Comme dans tout film qui se respecte, nous pourrions écrire: « ce récit est inspiré d’une histoire vraie ». Je m’appelle Gédéon et si vous avez un peu suivi ce blog vous savez que je suis un âne inspiré, chargé d’alimenter le blog et de raconter les « ânecdotes » qui arrivent à mes confrères lors de vacances familiales dans le Mercantour. Et voici donc l’histoire que Lulu vient de me conter. Lulu est un âne blanc dont la couleur étonne et détonne avec nos collègues gris tourterelle, gris souris; gris perle, gris argent, gris taupe etc.

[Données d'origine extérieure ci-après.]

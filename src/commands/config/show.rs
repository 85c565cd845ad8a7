use std::path::PathBuf;

use anyhow::Result;

use super::model::ShowCommand;
use crate::integrations::config::LinkrsConfig;

impl ShowCommand {
    pub fn run(&self) -> Result<()> {
        let path = self.file.as_ref().map(PathBuf::from);
        let config = LinkrsConfig::from_file(path.as_ref())?;

        println!("# {}", config.path.clone().unwrap_or_default().display());
        println!("api_url = {}", config.resolve_api_url(None)?);
        println!("page_size = {}", config.page_size());
        println!("timeout_secs = {}", config.timeout().as_secs());
        if let Some(proxy) = &config.proxy {
            println!("proxy = {proxy}");
        }
        Ok(())
    }
}
use ratatui::{
    buffer::Buffer,
    layout::Rect,
    style::{Color, Modifier, Style},
    text::{Line, Span, Text},
    widgets::{Block, BorderType, Borders, Clear, Paragraph, Widget, Wrap},
};

use super::popup_area;

/// Floating list of errors, dismissed with Esc or q
#[derive(Debug, Clone, Default)]
pub struct ErrorPopup {
    pub errors: Vec<String>,
}

impl ErrorPopup {
    pub fn from_strings(errors: Vec<String>) -> Self {
        Self { errors }
    }

    /// Add an error to an existing popup, or open a new one
    pub fn push(popup: &mut Option<ErrorPopup>, error: String) {
        popup.get_or_insert_with(ErrorPopup::default).errors.push(error);
    }
}

impl Widget for &ErrorPopup {
    fn render(self, area: Rect, buf: &mut Buffer) {
        if self.errors.is_empty() {
            return;
        }

        let popup_area = popup_area(area, 80, 50);
        let popup = Block::default()
            .border_type(BorderType::Rounded)
            .title("Errors - Press <Esc> or <q> to close")
            .title_style(Style::default().fg(Color::Red).add_modifier(Modifier::BOLD))
            .borders(Borders::ALL)
            .border_style(Style::default().fg(Color::Red));

        Clear.render(popup_area, buf);

        let mut text = Text::default();
        for (idx, error) in self.errors.iter().enumerate() {
            text.push_line(Line::from(vec![Span::styled(
                format!("Error {}: ", idx + 1),
                Style::default().fg(Color::Red).add_modifier(Modifier::BOLD),
            )]));

            for line in error.lines() {
                text.push_line(Line::from(Span::styled(
                    line,
                    Style::default().fg(Color::White),
                )));
            }

            if idx < self.errors.len() - 1 {
                text.push_line(Line::from(""));
            }
        }

        Paragraph::new(text)
            .wrap(Wrap { trim: true })
            .block(popup)
            .render(popup_area, buf);
    }
}
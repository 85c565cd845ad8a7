pub mod config;
pub mod run;
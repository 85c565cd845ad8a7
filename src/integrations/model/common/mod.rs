pub mod connection;
pub mod connector;

// Re-export common types for easier access
pub use connection::{Connection, ConnectionId, SOURCE_CARBON};
pub use connector::IntegrationService;
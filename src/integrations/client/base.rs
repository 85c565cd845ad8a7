use anyhow::{Context, Result};
use log::{debug, info};
use reqwest::{Method, Url};

use crate::integrations::config::{expand_env_vars, LinkrsConfig};

/// Build the fully-qualified URL for an endpoint relative to `base_url`.
///
/// A missing leading slash on the endpoint is added and a trailing slash on the
/// base is dropped, so `("http://host/", "connections")` and
/// `("http://host", "/connections")` both give `http://host/connections`.
pub fn api_url(base_url: &str, endpoint: &str) -> String {
    let base = base_url.trim_end_matches('/');
    if endpoint.starts_with('/') {
        format!("{base}{endpoint}")
    } else {
        format!("{base}/{endpoint}")
    }
}

/// Base HTTP client for the integrations API.
/// Holds the resolved base URL and provides request building.
#[derive(Debug, Clone)]
pub struct BaseClient {
    pub client: reqwest::Client,
    pub base_url: String,
}

impl BaseClient {
    pub fn new(base_url: String, config: &LinkrsConfig) -> Result<Self> {
        let mut client_builder = reqwest::Client::builder()
            .timeout(config.timeout())
            .use_rustls_tls();

        // Configure proxy if specified in config (takes priority)
        if let Some(proxy_url) = &config.proxy {
            let proxy_url = expand_env_vars(proxy_url)?;
            let proxy = reqwest::Proxy::all(&proxy_url)
                .with_context(|| format!("Invalid proxy URL: {}", proxy_url))?;
            client_builder = client_builder.proxy(proxy);
            info!("🔀 Using proxy from config: {}", proxy_url);
        }

        let client = client_builder.build()?;
        Ok(Self { client, base_url })
    }

    pub fn url(&self, endpoint: &str) -> Result<Url> {
        let url = api_url(&self.base_url, endpoint);
        Url::parse(&url).with_context(|| format!("Invalid request URL: {url}"))
    }

    /// Build a request for `endpoint`, optionally followed by one extra path segment
    /// (percent-encoded, used for resource ids).
    pub fn base_api(
        &self,
        method: Method,
        endpoint: &str,
        segment: Option<&str>,
    ) -> Result<reqwest::RequestBuilder> {
        let mut url = self.url(endpoint)?;
        if let Some(segment) = segment {
            url.path_segments_mut()
                .map_err(|()| anyhow::anyhow!("Base URL cannot carry a path: {}", self.base_url))?
                .pop_if_empty()
                .push(segment);
        }
        debug!("🔗 Request URL: {method} {url}");
        Ok(self.client.request(method, url))
    }
}
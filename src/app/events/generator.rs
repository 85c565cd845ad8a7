use std::time::{Duration, Instant};

use crossterm::event;
use tokio::sync::mpsc::{channel, Receiver};

use super::custom::LinkrsEvent;

/// Turns terminal input into [`LinkrsEvent`]s and interleaves a `Tick` every `tick_rate`.
pub struct EventGenerator {
    rx_event: Receiver<LinkrsEvent>,
}

impl EventGenerator {
    pub fn new(tick_rate: u16) -> Self {
        let (tx_event, rx_event) = channel::<LinkrsEvent>(500);
        let tick_rate = Duration::from_millis(u64::from(tick_rate));

        tokio::spawn(async move {
            let mut last_tick = Instant::now();
            loop {
                let timeout = tick_rate
                    .checked_sub(last_tick.elapsed())
                    .unwrap_or_else(|| Duration::from_secs(0));
                if let Ok(true) = event::poll(timeout) {
                    if let Ok(ev) = event::read() {
                        if tx_event.send(LinkrsEvent::from(ev)).await.is_err() {
                            break;
                        }
                    }
                }
                if last_tick.elapsed() > tick_rate {
                    if tx_event.send(LinkrsEvent::Tick).await.is_err() {
                        break;
                    }
                    last_tick = Instant::now();
                }
            }
            log::debug!("Event receiver dropped, stopping event generator");
        });

        Self { rx_event }
    }

    pub async fn next(&mut self) -> Option<LinkrsEvent> {
        self.rx_event.recv().await
    }
}
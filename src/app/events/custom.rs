use crossterm::event::{Event, KeyEvent, KeyEventKind};

#[derive(Debug, Clone)]
pub enum LinkrsEvent {
    Tick,
    Key(KeyEvent),
    Mouse,
}

impl From<Event> for LinkrsEvent {
    fn from(ev: Event) -> Self {
        match ev {
            // Windows reports both press and release; only presses drive the UI
            Event::Key(key) if key.kind != KeyEventKind::Release => LinkrsEvent::Key(key),
            _ => LinkrsEvent::Mouse,
        }
    }
}
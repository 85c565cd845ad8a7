pub mod custom;
pub mod generator;
pub mod connection;
pub mod connector;

pub use connection::ConnectionOperations;
pub use connector::ConnectorOperations;

/// Every operation the integrations page needs from the API
pub trait IntegrationClient: ConnectorOperations + ConnectionOperations {
    /// Base URL all endpoints are resolved against
    fn base_url(&self) -> &str;
}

Voici Lupin, dit Lulu, l’âne à la robe gris blanc
Le saviez-vous, nous les ânes, des cartes d’identité et même que nous sommes pucés! Bientôt, votre tour viendra à vous humains. Quand les ânes ont des puces, les humains se grattent. C’est un proverbe que je viens d’inventer. Donc sur nos cartes d’identification, on peut voir y voir un exemple frappant de la bureaucratie que Georges Orwell a si bien décrite dans « le Meilleur des Mondes . Donc voici Lupin, dit Lulu, âne d’origine non constatée sexe hongre, robe gris blanc pie, bande cruciale, ladre de la tête entre et dans les naseaux. Nez de biche, auge de la couleur de la robe, épis en tête : plusieurs sur le chanfrein.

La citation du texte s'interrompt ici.